## Work to complete
Every line of the entries with the word "CandidateEntity" in it should be shown.

## Data listing
----

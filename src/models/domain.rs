use serde::{Deserialize, Serialize};
use std::fmt;
use validator::Validate;

/// A map-service listing to be resolved against the registry
#[derive(Debug, Clone, Serialize, Deserialize, Validate)]
pub struct ListingRecord {
    #[serde(rename = "googleId", alias = "google_id", default)]
    pub external_id: String,
    #[validate(length(min = 1))]
    pub name: String,
    #[serde(default)]
    pub address: String,
    #[serde(default)]
    pub phone: String,
    #[serde(default)]
    pub city: String,
    #[serde(rename = "postalCode", alias = "postal_code", default)]
    pub postal_code: String,
    #[serde(default)]
    pub latitude: f64,
    #[serde(default)]
    pub longitude: f64,
    #[serde(default)]
    pub rating: f64,
    #[serde(rename = "reviewsCount", alias = "reviews_count", default)]
    pub reviews_count: u32,
    #[serde(default)]
    pub website: Option<String>,
    #[serde(rename = "mainType", alias = "main_type", default)]
    pub main_type: Option<String>,
    #[serde(default)]
    pub categories: Vec<String>,
}

impl ListingRecord {
    /// Minimal listing with only the fields the matcher reads
    pub fn new(name: impl Into<String>, city: impl Into<String>, postal_code: impl Into<String>) -> Self {
        Self {
            external_id: String::new(),
            name: name.into(),
            address: String::new(),
            phone: String::new(),
            city: city.into(),
            postal_code: postal_code.into(),
            latitude: 0.0,
            longitude: 0.0,
            rating: 0.0,
            reviews_count: 0,
            website: None,
            main_type: None,
            categories: vec![],
        }
    }
}

/// Summary entity returned by a registry name search
#[derive(Debug, Clone, Default, PartialEq, Serialize, Deserialize)]
#[serde(rename_all = "camelCase")]
pub struct CandidateEntity {
    #[serde(default)]
    pub business_entity_id: Option<i64>,
    #[serde(default)]
    pub registration_number: Option<i64>,
    #[serde(default)]
    pub registration_index: Option<String>,
    #[serde(default)]
    pub corp_name: Option<String>,
    #[serde(default)]
    pub class_es: Option<String>,
    #[serde(default)]
    pub class_en: Option<String>,
    #[serde(default)]
    pub profit_type_es: Option<String>,
    #[serde(default)]
    pub profit_type_en: Option<String>,
    #[serde(default)]
    pub status_id: Option<i64>,
    #[serde(default)]
    pub status_es: Option<String>,
    #[serde(default)]
    pub status_en: Option<String>,
}

impl CandidateEntity {
    pub fn name(&self) -> &str {
        self.corp_name.as_deref().unwrap_or("")
    }

    pub fn index(&self) -> &str {
        self.registration_index.as_deref().unwrap_or("")
    }
}

/// Registry legal entity, resolved from a detail lookup or from search summary data
#[derive(Debug, Clone, PartialEq, Serialize, Deserialize)]
pub struct LegalEntityRecord {
    #[serde(rename = "legalName")]
    pub legal_name: String,
    #[serde(rename = "registrationNumber")]
    pub registration_number: String,
    #[serde(rename = "registrationIndex")]
    pub registration_index: String,
    pub status: String,
    #[serde(rename = "businessAddress")]
    pub business_address: String,
    #[serde(rename = "residentAgentName")]
    pub resident_agent_name: String,
    #[serde(rename = "residentAgentAddress")]
    pub resident_agent_address: String,
}

impl LegalEntityRecord {
    /// Build a record from search summary fields only.
    ///
    /// Returns `None` when the candidate has no registration index, since the
    /// index is the join key back to the registry.
    pub fn from_candidate(candidate: &CandidateEntity) -> Option<Self> {
        let registration_index = candidate.index().trim();
        if registration_index.is_empty() {
            return None;
        }

        Some(Self {
            legal_name: candidate.name().to_string(),
            registration_number: candidate
                .registration_number
                .map(|n| n.to_string())
                .unwrap_or_default(),
            registration_index: registration_index.to_string(),
            status: candidate.status_en.clone().unwrap_or_default(),
            business_address: String::new(),
            resident_agent_name: String::new(),
            resident_agent_address: String::new(),
        })
    }
}

/// Confidence tier of a match
#[derive(Debug, Clone, Copy, PartialEq, Eq, Serialize, Deserialize)]
#[serde(rename_all = "lowercase")]
pub enum MatchTier {
    High,
    Medium,
    Low,
    None,
}

impl fmt::Display for MatchTier {
    fn fmt(&self, f: &mut fmt::Formatter<'_>) -> fmt::Result {
        let s = match self {
            MatchTier::High => "high",
            MatchTier::Medium => "medium",
            MatchTier::Low => "low",
            MatchTier::None => "none",
        };
        f.write_str(s)
    }
}

/// One evaluated candidate for a listing, or a sentinel when nothing could be evaluated
#[derive(Debug, Clone, Serialize, Deserialize)]
pub struct MatchResult {
    pub listing: ListingRecord,
    pub business: Option<LegalEntityRecord>,
    #[serde(rename = "confidenceScore")]
    pub confidence_score: f64,
    #[serde(rename = "matchType")]
    pub match_tier: MatchTier,
    #[serde(rename = "isAccepted")]
    pub is_accepted: bool,
    #[serde(rename = "nameScore")]
    pub name_score: f64,
    #[serde(rename = "postalCodeMatch")]
    pub postal_code_match: bool,
    #[serde(rename = "cityMatch")]
    pub city_match: bool,
    #[serde(rename = "matchReason")]
    pub match_reason: String,
}

impl MatchResult {
    /// Zero-score result with tier `none`
    pub fn sentinel(listing: ListingRecord, reason: impl Into<String>) -> Self {
        Self {
            listing,
            business: None,
            confidence_score: 0.0,
            match_tier: MatchTier::None,
            is_accepted: false,
            name_score: 0.0,
            postal_code_match: false,
            city_match: false,
            match_reason: reason.into(),
        }
    }

    pub fn is_sentinel(&self) -> bool {
        self.business.is_none() && self.match_tier == MatchTier::None
    }
}

/// Process-wide matching constants
#[derive(Debug, Clone, Copy, PartialEq)]
pub struct MatchingConfig {
    pub accept_threshold: f64,
    pub high_threshold: f64,
    pub medium_threshold: f64,
    pub postal_code_bonus: f64,
    pub city_bonus: f64,
    pub prefilter_size: usize,
    pub top_k: usize,
}

impl Default for MatchingConfig {
    fn default() -> Self {
        Self {
            accept_threshold: 85.0,
            high_threshold: 95.0,
            medium_threshold: 80.0,
            postal_code_bonus: 10.0,
            city_bonus: 5.0,
            prefilter_size: 10,
            top_k: 3,
        }
    }
}
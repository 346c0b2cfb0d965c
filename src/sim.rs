//! In-process PLC simulator.
//!
//! [`SimulatedPlc`] implements [`Transport`] by decoding each FINS frame,
//! applying it to an in-memory DM area and encoding a genuine FINS reply, so
//! everything above the transport runs unchanged against it. It is used by
//! the test-suite and by the `plc.simulate` configuration switch for dry
//! runs without hardware.
//!
//! Faults can be injected: writes into an address range can be answered
//! with a chosen end code, and the next N exchanges can time out.

use std::collections::HashMap;
use std::ops::Range;
use std::sync::Arc;

use async_trait::async_trait;
use parking_lot::Mutex;

use crate::command::{AreaRequest, MRC_MEMORY_AREA, SRC_MEMORY_READ, SRC_MEMORY_WRITE};
use crate::error::{FinsError, Result};
use crate::header::FinsHeader;
use crate::response::FinsResponse;
use crate::transport::Transport;

const END_OK: u16 = 0x0000;
const END_FORMAT_ERROR: u16 = 0x1004;
const END_RANGE_EXCEEDED: u16 = 0x1104;

#[derive(Debug, Default)]
struct PlcState {
    memory: HashMap<u16, u16>,
    rejected_writes: Vec<(Range<u16>, u16)>,
    pending_timeouts: u32,
    exchanges: usize,
    write_log: Vec<(u16, usize)>,
}

/// Cloneable handle to a simulated PLC; clones share the same memory.
#[derive(Debug, Clone, Default)]
pub struct SimulatedPlc {
    state: Arc<Mutex<PlcState>>,
}

fn overlaps(a: &Range<u16>, start: u16, len: usize) -> bool {
    let end = start as usize + len;
    (a.start as usize) < end && start < a.end
}

impl SimulatedPlc {
    /// Creates a PLC with all DM words at zero.
    pub fn new() -> Self {
        Self::default()
    }

    /// Returns one DM word.
    pub fn word(&self, address: u16) -> u16 {
        self.state.lock().memory.get(&address).copied().unwrap_or(0)
    }

    /// Returns `count` consecutive DM words.
    pub fn words(&self, address: u16, count: u16) -> Vec<u16> {
        let state = self.state.lock();
        (0..count)
            .map(|i| {
                state
                    .memory
                    .get(&address.wrapping_add(i))
                    .copied()
                    .unwrap_or(0)
            })
            .collect()
    }

    /// Sets one DM word, as the PLC program would.
    pub fn set_word(&self, address: u16, value: u16) {
        self.state.lock().memory.insert(address, value);
    }

    /// Sets consecutive DM words starting at `address`.
    pub fn set_words(&self, address: u16, values: &[u16]) {
        let mut state = self.state.lock();
        for (i, value) in values.iter().enumerate() {
            state.memory.insert(address.wrapping_add(i as u16), *value);
        }
    }

    /// Fills `range` with `0xFFFF`, i.e. memory the PLC never initialised.
    pub fn fill_uninitialized(&self, range: Range<u16>) {
        let mut state = self.state.lock();
        for address in range {
            state.memory.insert(address, 0xFFFF);
        }
    }

    /// Answers every write touching `range` with `end_code` and leaves memory untouched.
    pub fn reject_writes(&self, range: Range<u16>, end_code: u16) {
        self.state.lock().rejected_writes.push((range, end_code));
    }

    /// Removes every write rejection.
    pub fn clear_rejections(&self) {
        self.state.lock().rejected_writes.clear();
    }

    /// Makes the next `count` exchanges fail with [`FinsError::Timeout`].
    pub fn time_out_next(&self, count: u32) {
        self.state.lock().pending_timeouts = count;
    }

    /// Number of exchanges handled so far, timed-out ones included.
    pub fn exchanges(&self) -> usize {
        self.state.lock().exchanges
    }

    /// Number of accepted writes whose span overlaps `range`.
    pub fn writes_into(&self, range: Range<u16>) -> usize {
        self.state
            .lock()
            .write_log
            .iter()
            .filter(|(address, len)| overlaps(&range, *address, *len))
            .count()
    }

    fn handle(&self, header: FinsHeader, request: AreaRequest) -> Vec<u8> {
        let reply_header = FinsHeader::response_to(&header);
        let mut state = self.state.lock();

        match request {
            AreaRequest::Read { address, count, .. } => {
                if address as usize + count as usize > 0x1_0000 {
                    return FinsResponse::encode(
                        reply_header,
                        MRC_MEMORY_AREA,
                        SRC_MEMORY_READ,
                        END_RANGE_EXCEEDED,
                        &[],
                    );
                }
                let mut data = Vec::with_capacity(count as usize * 2);
                for i in 0..count {
                    let word = state.memory.get(&(address + i)).copied().unwrap_or(0);
                    data.extend_from_slice(&word.to_be_bytes());
                }
                FinsResponse::encode(reply_header, MRC_MEMORY_AREA, SRC_MEMORY_READ, END_OK, &data)
            }
            AreaRequest::Write { address, data, .. } => {
                let end_code = if address as usize + data.len() > 0x1_0000 {
                    Some(END_RANGE_EXCEEDED)
                } else {
                    state
                        .rejected_writes
                        .iter()
                        .find(|(range, _)| overlaps(range, address, data.len()))
                        .map(|(_, code)| *code)
                };
                if let Some(code) = end_code {
                    return FinsResponse::encode(
                        reply_header,
                        MRC_MEMORY_AREA,
                        SRC_MEMORY_WRITE,
                        code,
                        &[],
                    );
                }
                for (i, word) in data.iter().enumerate() {
                    state.memory.insert(address + i as u16, *word);
                }
                state.write_log.push((address, data.len()));
                FinsResponse::encode(reply_header, MRC_MEMORY_AREA, SRC_MEMORY_WRITE, END_OK, &[])
            }
        }
    }
}

#[async_trait]
impl Transport for SimulatedPlc {
    async fn exchange(&self, frame: &[u8]) -> Result<Vec<u8>> {
        {
            let mut state = self.state.lock();
            state.exchanges += 1;
            if state.pending_timeouts > 0 {
                state.pending_timeouts -= 1;
                return Err(FinsError::Timeout);
            }
        }

        match AreaRequest::parse(frame) {
            Ok((header, request)) => Ok(self.handle(header, request)),
            Err(err) => {
                let header = FinsHeader::from_bytes(frame)?;
                tracing::debug!(error = %err, "simulated PLC rejected frame");
                Ok(FinsResponse::encode(
                    FinsHeader::response_to(&header),
                    frame.get(10).copied().unwrap_or(0),
                    frame.get(11).copied().unwrap_or(0),
                    END_FORMAT_ERROR,
                    &[],
                ))
            }
        }
    }

    async fn receive(&self) -> Result<Vec<u8>> {
        // Every request is answered inside its own exchange.
        Err(FinsError::Timeout)
    }

    fn describe(&self) -> String {
        "simulated PLC".to_string()
    }
}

----

## Answer below
pub struct CandidateEntity {
impl CandidateEntity {
    pub fn from_candidate(candidate: &CandidateEntity) -> Option<Self> {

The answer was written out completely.